PROVIDED MATERIAL START

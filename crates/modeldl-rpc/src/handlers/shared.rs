//! Shared handler utilities used across RPC domains.

use modeldl_core::DownloadError;
use serde_json::Value;

/// Extract an optional string parameter, supporting both snake_case and camelCase.
pub(crate) fn get_str_param<'a>(params: &'a Value, snake: &str, camel: &str) -> Option<&'a str> {
    params.get(snake).or_else(|| params.get(camel)).and_then(|v| v.as_str())
}

/// Extract a required string parameter or return an error.
pub(crate) fn require_str_param(params: &Value, snake: &str, camel: &str) -> modeldl_core::Result<String> {
    get_str_param(params, snake, camel)
        .map(String::from)
        .ok_or_else(|| DownloadError::Other(format!("missing required parameter: {}", snake)))
}

/// Extract an optional bool parameter, supporting both snake_case and camelCase.
pub(crate) fn get_bool_param(params: &Value, snake: &str, camel: &str) -> Option<bool> {
    params.get(snake).or_else(|| params.get(camel)).and_then(|v| v.as_bool())
}

#[cfg(test)]
mod tests {
    use super::*;
    use serde_json::json;

    #[test]
    fn str_param_prefers_snake_case() {
        let params = json!({"repo_id": "a/b", "repoId": "c/d"});
        assert_eq!(get_str_param(&params, "repo_id", "repoId"), Some("a/b"));
    }

    #[test]
    fn str_param_falls_back_to_camel_case() {
        let params = json!({"repoId": "c/d"});
        assert_eq!(get_str_param(&params, "repo_id", "repoId"), Some("c/d"));
    }

    #[test]
    fn require_str_param_errors_when_missing() {
        let params = json!({});
        assert!(require_str_param(&params, "repo_id", "repoId").is_err());
    }
}
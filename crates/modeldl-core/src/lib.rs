//! `modeldl-core`: headless engine for fetching, resuming, and laying out
//! machine-learning model repositories on disk.
//!
//! The crate is organized as one module per collaborator named in the
//! design: identity derivation, on-disk layout, the streaming fetcher,
//! archive extraction, file-list resolution, progress aggregation, the
//! foreground coordinator and background download manager, durable state,
//! and the background session driver. [`engine::ModelDownloadEngine`] wires
//! all of them together behind the single entry point a host constructs.

pub mod archive;
pub mod cancel;
pub mod config;
pub mod coordinator;
pub mod download_manager;
pub mod driver;
pub mod engine;
pub mod error;
pub mod fetcher;
pub mod identity;
pub mod layout;
pub mod metadata;
pub mod models;
pub mod network;
pub mod notifications;
pub mod progress;
pub mod resolver;
pub mod state_store;
pub mod task_manager;

pub use error::{DownloadError, Result};
pub use models::{
    Backend, BackgroundDownloadEvent, BackgroundDownloadHandle, BackgroundDownloadStatus, DownloadEvent,
    DownloadOptions, DownloadProgress, DownloadState, DownloadStatus, ModelInfo, PersistedDownload, Priority,
    RemoteFile, RepositoryId, ValidationResult,
};

pub use engine::{EngineConfig, ModelDownloadEngine};
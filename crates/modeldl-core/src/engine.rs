//! `ModelDownloadEngine`: the single entry point a host constructs once
//! (spec §6). Owns every subsystem and exposes the abstract operations of
//! spec §1 as concrete async methods.

use crate::archive;
use crate::config::PathsConfig;
use crate::coordinator::ForegroundCoordinator;
use crate::download_manager::BackgroundDownloadManager;
use crate::driver::{BackgroundSessionDriver, InProcessSessionDriver};
use crate::fetcher::StreamingFetcher;
use crate::layout::FileLayout;
use crate::models::{
    Backend, BackgroundDownloadEvent, BackgroundDownloadStatus, DownloadEvent, DownloadOptions, ModelInfo,
    RepositoryId, ValidationResult,
};
use crate::network::build_client;
use crate::notifications::{LoggingNotificationSink, NotificationSink};
use crate::resolver::FileListResolver;
use crate::state_store::StateStore;
use crate::task_manager::{CoordinatingTask, TaskManager};
use crate::Result;
use std::path::{Path, PathBuf};
use std::sync::Arc;
use tokio::sync::mpsc;
use uuid::Uuid;

/// Construction parameters for [`ModelDownloadEngine`]. `resolver` and
/// `notifications` are the two collaborator seams a host customizes; every
/// other subsystem is the engine's own concrete implementation.
pub struct EngineConfig {
    pub models_root: PathBuf,
    pub temp_root: PathBuf,
    pub state_dir: PathBuf,
    pub resolver: Arc<dyn FileListResolver>,
    pub notifications: Arc<dyn NotificationSink>,
}

impl EngineConfig {
    /// Convenience constructor rooted at a single data directory, using
    /// [`LoggingNotificationSink`] as the default notification sink.
    pub fn new(data_dir: impl AsRef<Path>, resolver: Arc<dyn FileListResolver>) -> Self {
        let data_dir = data_dir.as_ref();
        Self {
            models_root: data_dir.join("models"),
            temp_root: data_dir.join("temp"),
            state_dir: data_dir.to_path_buf(),
            resolver,
            notifications: Arc::new(LoggingNotificationSink),
        }
    }
}

/// The headless download engine. Cheaply cloneable (all subsystems are
/// `Arc`-wrapped); clones share the same state.
#[derive(Clone)]
pub struct ModelDownloadEngine {
    layout: Arc<FileLayout>,
    fetcher: Arc<StreamingFetcher>,
    resolver: Arc<dyn FileListResolver>,
    task_manager: Arc<TaskManager>,
    background: Arc<BackgroundDownloadManager>,
}

impl ModelDownloadEngine {
    pub async fn new(config: EngineConfig) -> Result<Self> {
        let layout = Arc::new(FileLayout::new(config.models_root, config.temp_root));
        let fetcher = Arc::new(StreamingFetcher::new(build_client()?));
        let task_manager = Arc::new(TaskManager::new());
        let state_store = Arc::new(StateStore::new(&config.state_dir));

        let (driver, driver_events) = InProcessSessionDriver::new(Uuid::new_v4().to_string(), fetcher.clone());
        let driver: Arc<dyn BackgroundSessionDriver> = Arc::new(driver);

        let background = Arc::new(BackgroundDownloadManager::new(
            driver,
            driver_events,
            state_store,
            layout.clone(),
            config.resolver.clone(),
            config.notifications,
        ));
        background.restore().await?;

        Ok(Self {
            layout,
            fetcher,
            resolver: config.resolver,
            task_manager,
            background,
        })
    }

    /// Foreground download: streams [`DownloadEvent`]s until completion or
    /// failure (spec §1, §4.8). Fails immediately if a download for this
    /// repository is already running.
    pub async fn download_model(
        &self,
        repo_id: RepositoryId,
        backend: Backend,
        headers: Vec<(String, String)>,
        options: DownloadOptions,
    ) -> Result<mpsc::Receiver<Result<DownloadEvent>>> {
        if self.task_manager.is_downloading(&repo_id).await {
            return Err(crate::DownloadError::ModelAlreadyDownloaded(repo_id.to_string()));
        }

        let coordinator = Arc::new(ForegroundCoordinator::new(
            self.fetcher.clone(),
            self.layout.clone(),
            self.resolver.clone(),
        ));
        let (mut inner_rx, handle) = coordinator.start(repo_id.clone(), backend, headers, options);
        let handle = Arc::new(handle);

        // Tee the coordinator's internal event stream to the caller while
        // watching for it to close, so the task manager's bookkeeping is
        // cleared the moment the download reaches a terminal state without
        // requiring the caller to drive cleanup themselves.
        let (out_tx, out_rx) = mpsc::channel(32);
        let repo_for_cleanup = repo_id.clone();
        let task_manager = self.task_manager.clone();
        let forward = tokio::spawn(async move {
            while let Some(event) = inner_rx.recv().await {
                if out_tx.send(event).await.is_err() {
                    break;
                }
            }
            task_manager.remove(&repo_for_cleanup).await;
        });

        let cancel_handle = handle.clone();
        self.task_manager
            .store(repo_id, CoordinatingTask::new(move || cancel_handle.cancel(), forward))
            .await;

        Ok(out_rx)
    }

    pub async fn cancel_download(&self, repo_id: &RepositoryId) -> bool {
        self.task_manager.cancel(repo_id).await
    }

    pub async fn is_downloading(&self, repo_id: &RepositoryId) -> bool {
        self.task_manager.is_downloading(repo_id).await
    }

    /// Background download: returns a stream whose first event is the
    /// handle the caller will use to track this download (spec §4.11).
    pub async fn download_model_in_background(
        &self,
        repo_id: RepositoryId,
        backend: Backend,
        headers: Vec<(String, String)>,
        options: DownloadOptions,
    ) -> Result<mpsc::Receiver<BackgroundDownloadEvent>> {
        self.background.download(repo_id, backend, headers, options).await
    }

    pub async fn background_download_status(&self, id: Uuid) -> Option<BackgroundDownloadStatus> {
        self.background.status(id).await
    }

    pub async fn list_background_downloads(&self) -> Vec<BackgroundDownloadStatus> {
        self.background.list_active().await
    }

    pub async fn cancel_background_download(&self, id: Uuid) -> Result<()> {
        self.background.cancel(id).await
    }

    pub async fn pause_background_download(&self, id: Uuid) -> Result<()> {
        self.background.pause(id).await
    }

    pub async fn resume_background_download(&self, id: Uuid) -> Result<()> {
        self.background.resume(id).await
    }

    pub fn delete_model(&self, repo_id: &RepositoryId) -> Result<()> {
        self.layout.delete_model(repo_id)
    }

    pub fn list_downloaded_models(&self) -> Result<Vec<ModelInfo>> {
        self.layout.list_downloaded_models()
    }

    pub fn model_exists(&self, repo_id: &RepositoryId) -> bool {
        self.layout.model_exists(repo_id)
    }

    pub fn get_model_location(&self, repo_id: &RepositoryId) -> Option<PathBuf> {
        self.layout.get_model_location(repo_id)
    }

    pub fn get_model_files(&self, repo_id: &RepositoryId) -> Vec<PathBuf> {
        self.layout.get_model_files(repo_id)
    }

    pub fn get_model_size(&self, repo_id: &RepositoryId) -> Option<u64> {
        self.layout.get_model_size(repo_id)
    }

    pub fn available_disk_space(&self) -> Result<u64> {
        self.layout.available_disk_space()
    }

    pub fn has_enough_space(&self, required: u64) -> Result<bool> {
        self.layout.has_enough_space(required)
    }

    /// Removes orphaned staging directories older than the grace period
    /// that don't belong to a currently-active foreground or background
    /// download (spec §4.2).
    pub async fn cleanup_incomplete_downloads(&self) -> Result<usize> {
        let mut active: Vec<String> = self
            .task_manager
            .get_active_repository_ids()
            .await
            .into_iter()
            .map(|r| r.sanitized())
            .collect();
        active.extend(
            self.background
                .list_active()
                .await
                .into_iter()
                .map(|s| s.repository_id.sanitized()),
        );
        self.layout.cleanup_incomplete_downloads(&active)
    }

    /// Basic structural validation of a finalized model directory: confirms
    /// it exists and is non-empty. Warnings accumulate rather than fail
    /// outright, matching spec §1's distinction between a `Result` of hard
    /// preconditions and soft advisory checks.
    pub fn validate_model(&self, repo_id: &RepositoryId) -> Result<ValidationResult> {
        let mut result = ValidationResult::default();
        let Some(location) = self.layout.get_model_location(repo_id) else {
            result.warnings.push("model directory not found".to_string());
            return Ok(result);
        };

        let sidecar = location.join(PathsConfig::MODEL_INFO_FILENAME);
        if !sidecar.exists() {
            result.warnings.push("missing model_info.json sidecar".to_string());
        }

        let files = self.layout.get_model_files(repo_id);
        if files.is_empty() {
            result.warnings.push("model directory contains no files".to_string());
        }
        for file in &files {
            if archive::is_zip(file) {
                result
                    .warnings
                    .push(format!("unextracted archive left in place: {}", file.display()));
            }
        }

        Ok(result)
    }
}

#[cfg(test)]
mod tests {
    use super::*;
    use crate::models::RemoteFile;
    use crate::notifications::LoggingNotificationSink;
    use crate::resolver::StaticFileListResolver;
    use tempfile::TempDir;
    use tokio::io::{AsyncReadExt, AsyncWriteExt};
    use tokio::net::TcpListener;

    async fn serve_once(body: &'static [u8]) -> String {
        let listener = TcpListener::bind("127.0.0.1:0").await.unwrap();
        let addr = listener.local_addr().unwrap();
        tokio::spawn(async move {
            let (mut socket, _) = listener.accept().await.unwrap();
            let mut buf = vec![0u8; 4096];
            socket.read(&mut buf).await.ok();
            let response = format!(
                "HTTP/1.1 200 OK\r\nContent-Length: {}\r\nConnection: close\r\n\r\n",
                body.len()
            );
            socket.write_all(response.as_bytes()).await.unwrap();
            socket.write_all(body).await.unwrap();
            socket.shutdown().await.ok();
        });
        format!("http://{}/file.bin", addr)
    }

    #[tokio::test]
    async fn end_to_end_foreground_download_then_list_and_delete() {
        let body = b"weights for an mlx model";
        let url = serve_once(body).await;
        let tmp = TempDir::new().unwrap();

        let resolver = Arc::new(StaticFileListResolver::new(vec![RemoteFile {
            url,
            relative_path: "weights.safetensors".to_string(),
            size: Some(body.len() as u64),
        }]));

        let engine = ModelDownloadEngine::new(EngineConfig::new(tmp.path(), resolver)).await.unwrap();
        let repo = RepositoryId::parse("mlx-community/demo-model").unwrap();

        let mut rx = engine
            .download_model(repo.clone(), Backend::Mlx, vec![], DownloadOptions::default())
            .await
            .unwrap();

        let mut completed = false;
        while let Some(event) = rx.recv().await {
            if let Ok(DownloadEvent::Completed(_)) = event {
                completed = true;
            }
        }
        assert!(completed);
        assert!(engine.model_exists(&repo));

        let models = engine.list_downloaded_models().unwrap();
        assert_eq!(models.len(), 1);

        engine.delete_model(&repo).unwrap();
        assert!(!engine.model_exists(&repo));
    }

    #[tokio::test]
    async fn validate_model_reports_missing_directory() {
        let tmp = TempDir::new().unwrap();
        let resolver = Arc::new(StaticFileListResolver::new(vec![]));
        let engine = ModelDownloadEngine::new(EngineConfig::new(tmp.path(), resolver)).await.unwrap();

        let repo = RepositoryId::parse("org/missing").unwrap();
        let result = engine.validate_model(&repo).unwrap();
        assert!(!result.warnings.is_empty());
    }
}
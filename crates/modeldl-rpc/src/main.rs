//! modeldl-rpc - JSON-RPC server exposing `modeldl-core` over a local HTTP
//! socket, for consumption by a host process over IPC.

mod handlers;
mod server;

use anyhow::Result;
use clap::Parser;
use modeldl_core::network::build_client;
use modeldl_core::resolver::HfFileListResolver;
use modeldl_core::{EngineConfig, ModelDownloadEngine};
use std::path::PathBuf;
use std::sync::Arc;
use tracing::{info, Level};
use tracing_subscriber::FmtSubscriber;

#[derive(Parser, Debug)]
#[command(name = "modeldl-rpc")]
#[command(about = "JSON-RPC server for the model download engine")]
struct Args {
    /// Port to listen on (0 = auto-assign)
    #[arg(short, long, default_value = "0")]
    port: u16,

    /// Host to bind to
    #[arg(long, default_value = "127.0.0.1")]
    host: String,

    /// Enable debug logging
    #[arg(short, long)]
    debug: bool,

    /// Directory for downloaded models, staging, and durable download state
    /// (defaults to the platform data directory)
    #[arg(long)]
    data_dir: Option<PathBuf>,
}

#[tokio::main]
async fn main() -> Result<()> {
    let args = Args::parse();

    let log_level = if args.debug { Level::DEBUG } else { Level::INFO };
    FmtSubscriber::builder()
        .with_max_level(log_level)
        .with_target(false)
        .with_thread_ids(false)
        .compact()
        .init();

    info!("Starting modeldl-rpc server");

    let data_dir = args
        .data_dir
        .or_else(|| dirs::data_dir().map(|d| d.join("modeldl")))
        .unwrap_or_else(|| PathBuf::from("."));
    info!("Data directory: {}", data_dir.display());

    let resolver = Arc::new(HfFileListResolver::new(build_client()?));
    let engine = ModelDownloadEngine::new(EngineConfig::new(&data_dir, resolver)).await?;

    let addr = server::start_server(engine, &args.host, args.port).await?;

    // Intentional stdout write: the host process parses this line to learn
    // which port was bound (relevant when `port == 0`).
    println!("RPC_PORT={}", addr.port());
    info!("RPC server running on {}", addr);

    tokio::signal::ctrl_c().await?;
    info!("Shutdown signal received, exiting");

    Ok(())
}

PROVIDED MATERIAL END

**TASK DIRECTIONS**
Taking the records above as a whole, work out how many of their lines hold the word "ForegroundCoordinator". The reply should be that number alone.

**EXPECTED ANSWER**
2